Transactions

Table of Contents

  1. Overview
  2. Basic Usage
    1. Using Async Functions
    2. Using Generator Functions
  3. Using realm.transaction()
  4. Error Handling and Rollback
  5. Manual Commit and Rollback
  6. Transactions with Hooks
  7. Best Practices

Overview

Transactions ensure that a set of database operations either all succeed or all fail together. Leoric supports transactions through both Bone.transaction() and realm.transaction(), with support for both async functions and generator functions.

Basic Usage

Using Async Functions

The most common way to use transactions is with an async function. The transaction will be automatically committed if the function completes successfully, or rolled back if an error is thrown.

import { Bone } from 'leoric';

await Bone.transaction(async ({ connection }) => {
  const post = await Post.create({ title: 'New Post' }, { connection });
  await Comment.create({ postId: post.id, content: 'First!' }, { connection });
});

Important: You must pass { connection } to every query inside the transaction to ensure they all use the same database connection. Otherwise, the queries will run outside the transaction.

Using Generator Functions

Generator functions provide a convenient alternative where the connection is automatically passed to yielded Spell queries:

await Bone.transaction(function* () {
  const post = yield Post.create({ title: 'New Post' });
  yield Comment.create({ postId: post.id, content: 'First!' });
});

With generator functions, Leoric automatically intercepts yielded Spell instances and assigns the transaction connection to them. This eliminates the need to manually pass { connection } to every query.

Using realm.transaction()

If you have a Realm instance, you can also start transactions from it:

const realm = new Realm({ /* options */ });
await realm.connect();

await realm.transaction(async ({ connection }) => {
  await Post.create({ title: 'Hello' }, { connection });
  await User.update({ id: 1 }, { lastPostAt: new Date() }, { connection });
});

Error Handling and Rollback

If any error is thrown inside the transaction callback, the entire transaction will be automatically rolled back:

try {
  await Bone.transaction(async ({ connection }) => {
    await Post.create({ title: 'New Post' }, { connection });

    // This will cause the entire transaction to rollback
    throw new Error('Something went wrong');
  });
} catch (err) {
  console.error('Transaction failed:', err.message);
  // Neither the Post nor anything else was created
}

Manual Commit and Rollback

The transaction callback also receives commit and rollback functions for advanced control:

await Bone.transaction(async ({ connection, commit, rollback }) => {
  await Post.create({ title: 'New Post' }, { connection });

  const result = await someExternalService();
  if (!result.ok) {
    await rollback();
    return;
  }

  // Transaction will still be auto-committed at the end if not manually committed/rolled back
});

Transactions with Hooks

Model hooks (such as beforeCreate, afterUpdate) are executed within the same connection context when triggered inside a transaction. This ensures that any additional database operations performed in hooks are part of the same transaction.

class Post extends Bone {
  static afterCreate(post, result) {
    // This runs within the transaction if Post.create was called inside one
    return AuditLog.create({
      action: 'create',
      modelName: 'Post',
      modelId: post.id,
    });
  }
}

Best Practices

  1. Always pass connection when using async functions. Without it, queries run outside the transaction.
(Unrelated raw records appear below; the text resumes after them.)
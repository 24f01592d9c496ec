use serde::{Deserialize, Serialize};

use crate::tickets::Ticket;

pub const PLANNER_STEPS: [&str; 5] = [
    "PLAN_EXECUTION",
    "CLASSIFY_TICKET",
    "RETRIEVE_KB_ARTICLES",
    "DRAFT_REPLY",
    "MAKE_DECISION",
];

const MEDIUM_DESCRIPTION_CHARS: usize = 500;
const HIGH_DESCRIPTION_CHARS: usize = 1000;
const COMPLEX_KEYWORDS: [&str; 5] = ["integration", "api", "database", "custom", "enterprise"];

#[derive(Debug, Clone, Copy, PartialEq, Eq, PartialOrd, Ord, Serialize, Deserialize)]
#[serde(rename_all = "snake_case")]
pub enum Complexity {
    Low,
    Medium,
    High,
}

/// Audit-only description of a triage run. Nothing in the pipeline branches on it.
#[derive(Debug, Clone, PartialEq, Serialize, Deserialize)]
pub struct ExecutionPlan {
    pub requires_classification: bool,
    pub requires_kb_retrieval: bool,
    pub requires_draft_generation: bool,
    pub requires_decision: bool,
    pub estimated_steps: usize,
    pub complexity: Complexity,
}

impl ExecutionPlan {
    pub fn for_ticket(ticket: &Ticket) -> Self {
        Self {
            requires_classification: true,
            requires_kb_retrieval: true,
            requires_draft_generation: true,
            requires_decision: true,
            estimated_steps: PLANNER_STEPS.len(),
            complexity: assess_complexity(ticket),
        }
    }
}

pub fn planner_steps() -> Vec<String> {
    PLANNER_STEPS.iter().map(|s| s.to_string()).collect()
}

pub fn assess_complexity(ticket: &Ticket) -> Complexity {
    let description_len = ticket.description.chars().count();
    let title = ticket.title.to_lowercase();
    let description = ticket.description.to_lowercase();

    let has_complex_keyword = COMPLEX_KEYWORDS
        .iter()
        .any(|kw| title.contains(kw) || description.contains(kw));

    if description_len > HIGH_DESCRIPTION_CHARS
        || !ticket.attachment_urls.is_empty()
        || has_complex_keyword
    {
        Complexity::High
    } else if description_len > MEDIUM_DESCRIPTION_CHARS {
        Complexity::Medium
    } else {
        Complexity::Low
    }
}
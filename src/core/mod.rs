pub mod config;
pub mod shared;
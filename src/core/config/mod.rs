pub mod triage_config;

pub use triage_config::{
    configure_config_routes, ConfigStore, InMemoryConfigStore, TriageConfig, TriageConfigUpdate,
};

use std::collections::HashMap;
use std::time::Duration;

#[derive(Clone, Debug)]
pub struct AppConfig {
    pub server: ServerConfig,
    pub queue: QueueConfig,
    pub follow_up: FollowUpConfig,
    pub llm: LlmConfig,
    pub seed_kb: bool,
}

#[derive(Clone, Debug)]
pub struct ServerConfig {
    pub host: String,
    pub port: u16,
}

#[derive(Clone, Debug)]
pub struct QueueConfig {
    /// Unset means no queue infrastructure; triage falls back to immediate dispatch.
    pub redis_url: Option<String>,
    pub queue_key: String,
    pub workers: usize,
    pub immediate_delay: Duration,
}

#[derive(Clone, Debug)]
pub struct FollowUpConfig {
    pub delay: Duration,
    pub poll_interval: Duration,
}

#[derive(Clone, Debug)]
pub struct LlmConfig {
    /// Deterministic keyword classifier and template drafter when true.
    pub stub_mode: bool,
    pub url: Option<String>,
    pub api_key: String,
    pub model: String,
}

impl Default for AppConfig {
    fn default() -> Self {
        Self::from_map(&HashMap::new())
    }
}

impl AppConfig {
    pub fn from_env() -> Result<Self, anyhow::Error> {
        let vars: HashMap<String, String> = std::env::vars().collect();
        Ok(Self::from_map(&vars))
    }

    pub fn from_map(vars: &HashMap<String, String>) -> Self {
        let get_str = |key: &str, default: &str| -> String {
            vars.get(key)
                .cloned()
                .unwrap_or_else(|| default.to_string())
        };
        let get_opt = |key: &str| -> Option<String> {
            vars.get(key).filter(|v| !v.trim().is_empty()).cloned()
        };
        let get_u64 = |key: &str, default: u64| -> u64 {
            vars.get(key)
                .and_then(|v| v.parse().ok())
                .unwrap_or(default)
        };
        let get_bool = |key: &str, default: bool| -> bool {
            vars.get(key)
                .map(|v| matches!(v.to_lowercase().as_str(), "1" | "true" | "yes" | "on"))
                .unwrap_or(default)
        };

        AppConfig {
            server: ServerConfig {
                host: get_str("SERVER_HOST", "0.0.0.0"),
                port: u16::try_from(get_u64("SERVER_PORT", 5000)).unwrap_or(5000),
            },
            queue: QueueConfig {
                redis_url: get_opt("REDIS_URL"),
                queue_key: get_str("TRIAGE_QUEUE_KEY", "triage:jobs"),
                workers: get_u64("TRIAGE_WORKERS", 4).max(1) as usize,
                immediate_delay: Duration::from_millis(get_u64("TRIAGE_IMMEDIATE_DELAY_MS", 100)),
            },
            follow_up: FollowUpConfig {
                delay: Duration::from_secs(get_u64("FOLLOW_UP_DELAY_HOURS", 24) * 60 * 60),
                poll_interval: Duration::from_secs(get_u64("FOLLOW_UP_POLL_SECS", 60).max(1)),
            },
            llm: LlmConfig {
                stub_mode: get_bool("STUB_MODE", true),
                url: get_opt("LLM_URL"),
                api_key: get_str("LLM_API_KEY", ""),
                model: get_str("LLM_MODEL", "gpt-4o-mini"),
            },
            seed_kb: get_bool("SEED_KB", true),
        }
    }
}

#[cfg(test)]
mod tests {
    use super::*;

    #[test]
    fn test_defaults_without_env() {
        let config = AppConfig::default();
        assert_eq!(config.server.port, 5000);
        assert!(config.queue.redis_url.is_none());
        assert_eq!(config.queue.workers, 4);
        assert_eq!(config.queue.immediate_delay, Duration::from_millis(100));
        assert_eq!(config.follow_up.delay, Duration::from_secs(24 * 3600));
        assert!(config.llm.stub_mode);
    }

    #[test]
    fn test_overrides_and_bad_values() {
        let vars: HashMap<String, String> = [
            ("SERVER_PORT", "not-a-port"),
            ("REDIS_URL", "redis://127.0.0.1/"),
            ("TRIAGE_WORKERS", "0"),
            ("STUB_MODE", "false"),
            ("FOLLOW_UP_DELAY_HOURS", "2"),
        ]
        .into_iter()
        .map(|(k, v)| (k.to_string(), v.to_string()))
        .collect();

        let config = AppConfig::from_map(&vars);
        assert_eq!(config.server.port, 5000);
        assert_eq!(config.queue.redis_url.as_deref(), Some("redis://127.0.0.1/"));
        assert_eq!(config.queue.workers, 1);
        assert!(!config.llm.stub_mode);
        assert_eq!(config.follow_up.delay, Duration::from_secs(7200));
    }
}
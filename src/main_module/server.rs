//! HTTP server initialization

use axum::Router;
use log::{error, info};
use std::net::SocketAddr;
use std::sync::Arc;
use tower_http::cors::CorsLayer;
use tower_http::trace::TraceLayer;

use crate::api_router::configure_api_routes;
use crate::core::shared::state::AppState;

pub fn build_app(app_state: Arc<AppState>) -> Router {
    configure_api_routes()
        .with_state(app_state)
        .layer(CorsLayer::permissive())
        .layer(TraceLayer::new_for_http())
}

pub async fn run_axum_server(app_state: Arc<AppState>) -> std::io::Result<()> {
    let addr: SocketAddr = format!(
        "{}:{}",
        app_state.config.server.host, app_state.config.server.port
    )
    .parse()
    .map_err(|e| std::io::Error::new(std::io::ErrorKind::InvalidInput, e))?;

    let app = build_app(app_state);

    let listener = match tokio::net::TcpListener::bind(addr).await {
        Ok(l) => l,
        Err(e) => {
            error!(
                "Failed to bind to {}: {} - is another instance running?",
                addr, e
            );
            return Err(e);
        }
    };
    info!("HTTP server listening on {}", addr);
    axum::serve(listener, app.into_make_service())
        .with_graceful_shutdown(shutdown_signal())
        .await
        .map_err(std::io::Error::other)
}

pub async fn shutdown_signal() {
    let ctrl_c = async {
        if let Err(e) = tokio::signal::ctrl_c().await {
            error!("Failed to install Ctrl+C handler: {}", e);
        }
    };

    #[cfg(unix)]
    let terminate = async {
        match tokio::signal::unix::signal(tokio::signal::unix::SignalKind::terminate()) {
            Ok(mut signal) => {
                signal.recv().await;
            }
            Err(e) => {
                error!("Failed to install SIGTERM handler: {}", e);
                std::future::pending::<()>().await;
            }
        }
    };

    #[cfg(not(unix))]
    let terminate = std::future::pending::<()>();

    tokio::select! {
        _ = ctrl_c => {},
        _ = terminate => {},
    }

    info!("Shutdown signal received");
}
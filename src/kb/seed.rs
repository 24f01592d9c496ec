//! Starter knowledge base loaded when `SEED_KB` is enabled.

use log::info;

use super::store::InMemoryArticleStore;
use super::{Article, ArticleStore};
use crate::core::shared::error::StoreError;

pub fn sample_articles() -> Vec<Article> {
    vec![
        Article::published(
            "How to Request a Refund",
            "To request a refund, log into your account dashboard and open the Order History \
             section. Find the order you want refunded, click Request Refund and pick a reason. \
             Refunds are typically processed within 5-7 business days and you will receive an \
             email confirmation once the refund has been initiated.",
            &["billing", "refund", "orders", "payment"],
        ),
        Article::published(
            "Troubleshooting Login Issues",
            "If you cannot log into your account, clear your browser cache and cookies, try a \
             private window, check the spelling of your email address, and use the Forgot \
             Password link if needed. Disabling extensions or trying another browser also helps. \
             Contact technical support if none of these work.",
            &["tech", "login", "authentication", "troubleshooting"],
        ),
        Article::published(
            "Shipping and Delivery Information",
            "Standard shipping takes 5-7 business days and is free on orders over $50. Express \
             shipping takes 2-3 business days, overnight shipping arrives the next business day. \
             You receive a tracking number by email once your order ships. Delivery times may \
             vary during peak seasons.",
            &["shipping", "delivery", "tracking", "orders"],
        ),
        Article::published(
            "Account Security Best Practices",
            "Use a unique, strong password and change it regularly. Enable two-factor \
             authentication in your account settings and keep backup codes somewhere safe. \
             Review account activity regularly and report suspicious activity immediately.",
            &["security", "account", "password", "two-factor"],
        ),
        Article::published(
            "Product Return Policy",
            "Items can be returned within 30 days of delivery in their original condition and \
             packaging. Start the return in your account, print the prepaid label and drop the \
             package at any authorized location. Refunds are processed within 3-5 business days \
             after we receive the item. Personalized or custom items cannot be returned.",
            &["returns", "policy", "refund", "shipping"],
        ),
    ]
}

/// Inserts every sample article whose title is not already present.
pub async fn seed_knowledge_base(store: &InMemoryArticleStore) -> Result<usize, StoreError> {
    let mut inserted = 0;
    for article in sample_articles() {
        if store.contains_title(&article.title).await {
            continue;
        }
        store.insert(article).await?;
        inserted += 1;
    }
    info!("Seeded {} knowledge base articles", inserted);
    Ok(inserted)
}
impl DecisionEngine {
    pub fn new(
        tickets: Arc<dyn TicketStore>,
        suggestions: Arc<dyn SuggestionStore>,
        config: Arc<dyn ConfigStore>,
        audit: AuditLogger,
        follow_ups: FollowUpScheduler,
    ) -> Self {
        Self {
            tickets,
            suggestions,
            config,
            audit,
            follow_ups,
        }
    }

    async fn load_config(&self) -> Result<TriageConfig, TriageError> {
        match self.config.get_or_create_default().await {
            Ok(config) => Ok(config),
            Err(TriageError::Configuration(msg)) => {
                warn!("Malformed triage config, using defaults: {}", msg);
                Ok(TriageConfig::default())
            }
            Err(e) => Err(TriageError::Decision(e.to_string())),
        }
    }

    /// Resolves or hands off `ticket`, which must be the snapshot the pipeline
    /// loaded. The write is conditional on that snapshot's version.
    pub async fn decide(
        &self,
        trace_id: Uuid,
        ticket: &Ticket,
        suggestion: &mut Suggestion,
    ) -> Result<DecisionOutcome, TriageError> {
        let config = self.load_config().await?;

        self.audit
            .system(
                ticket.id,
                trace_id,
                AuditEvent::DecisionEvaluationStarted {
                    confidence: suggestion.confidence,
                    threshold: config.confidence_threshold,
                    auto_close_enabled: config.auto_close_enabled,
                },
            )
            .await;

        let should_close =
            config.auto_close_enabled && suggestion.confidence >= config.confidence_threshold;

        let patch = if should_close {
            TicketPatch::status(TicketStatus::Resolved)
                .with_suggestion(suggestion.id)
                .with_reply(Reply::system(suggestion.draft_reply.clone()))
        } else {
            TicketPatch::status(TicketStatus::WaitingHuman).with_suggestion(suggestion.id)
        };

        let updated = match self.apply_patch(ticket, patch).await? {
            Some(updated) => updated,
            None => {
                return self.skip(trace_id, ticket).await;
            }
        };

        if should_close {
            self.suggestions
                .update(
                    suggestion.id,
                    SuggestionPatch {
                        auto_closed: Some(true),
                    },
                )
                .await
                .map_err(|e| TriageError::Decision(e.to_string()))?;
            suggestion.auto_closed = true;

            self.audit
                .system(
                    ticket.id,
                    trace_id,
                    AuditEvent::AutoClosed {
                        confidence: suggestion.confidence,
                        threshold: config.confidence_threshold,
                        reply_length: suggestion.draft_reply.chars().count(),
                    },
                )
                .await;

            if let Err(e) = self.follow_ups.schedule(ticket.id).await {
                warn!(
                    "Failed to schedule satisfaction check for ticket {}: {}",
                    ticket.id, e
                );
            }

            info!(
                "Ticket {} auto-closed with confidence {}",
                ticket.id, suggestion.confidence
            );
            return Ok(DecisionOutcome {
                decision: Decision::AutoClosed,
                ticket: updated,
            });
        }

        let reason = if config.auto_close_enabled {
            HandoffReason::LowConfidence
        } else {
            HandoffReason::AutoCloseDisabled
        };

        // A re-triage that hands off supersedes any earlier auto-close.
        if let Err(e) = self.follow_ups.cancel(ticket.id).await {
            warn!(
                "Failed to cancel satisfaction check for ticket {}: {}",
                ticket.id, e
            );
        }

        self.audit
            .system(
                ticket.id,
                trace_id,
                AuditEvent::AssignedToHuman {
                    reason,
                    confidence: suggestion.confidence,
                    threshold: config.confidence_threshold,
                    requires_human_review: true,
                },
            )
            .await;

        info!("Ticket {} assigned to human ({:?})", ticket.id, reason);
        Ok(DecisionOutcome {
            decision: Decision::AssignedToHuman(reason),
            ticket: updated,
        })
    }

    /// Compare-and-set on the ticket version. `None` means a human acted on the
    /// ticket under us and the decision must not be applied.
    async fn apply_patch(
        &self,
        snapshot: &Ticket,
        patch: TicketPatch,
    ) -> Result<Option<Ticket>, TriageError> {
        let mut expected = snapshot.version;

        for attempt in 1..=MAX_UPDATE_ATTEMPTS {
            match self
                .tickets
                .update(snapshot.id, patch.clone(), Some(expected))
                .await
            {
                Ok(ticket) => return Ok(Some(ticket)),
                Err(StoreError::Conflict { actual, .. }) => {
                    let current = self
                        .tickets
                        .get(snapshot.id)
                        .await
                        .map_err(|e| TriageError::Decision(e.to_string()))?
                        .ok_or_else(|| {
                            TriageError::Decision(format!("ticket {} disappeared", snapshot.id))
                        })?;

                    if human_intervened(snapshot, &current) {
                        return Ok(None);
                    }
                    warn!(
                        "Version conflict on ticket {} (attempt {}, now at {})",
                        snapshot.id, attempt, actual
                    );
                    expected = current.version;
                }
                Err(e) => return Err(TriageError::Decision(e.to_string())),
            }
        }

        Err(TriageError::Decision(format!(
            "ticket {} kept changing after {} attempts",
            snapshot.id, MAX_UPDATE_ATTEMPTS
        )))
    }

    async fn skip(&self, trace_id: Uuid, snapshot: &Ticket) -> Result<DecisionOutcome, TriageError> {
        let current = self
            .tickets
            .get(snapshot.id)
            .await
            .map_err(|e| TriageError::Decision(e.to_string()))?
            .ok_or_else(|| TriageError::Decision(format!("ticket {} disappeared", snapshot.id)))?;

        info!(
            "Skipping decision for ticket {}: a human acted first (status {})",
            snapshot.id, current.status
        );
        self.audit
            .system(
                snapshot.id,
                trace_id,
                AuditEvent::DecisionSkipped {
                    current_status: current.status,
                },
            )
            .await;

        Ok(DecisionOutcome {
            decision: Decision::Skipped,
            ticket: current,
        })
    }
}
  2. Prefer generator functions for simpler transaction code where all operations are Leoric queries.

  3. Keep transactions short. Long-running transactions can cause lock contention and performance issues.

  4. Handle errors appropriately. Wrap transactions in try-catch blocks when you need to handle failures gracefully.

  5. Avoid nested transactions. Leoric does not currently support savepoints. If you need nested transactional behavior, restructure your code to use a single transaction.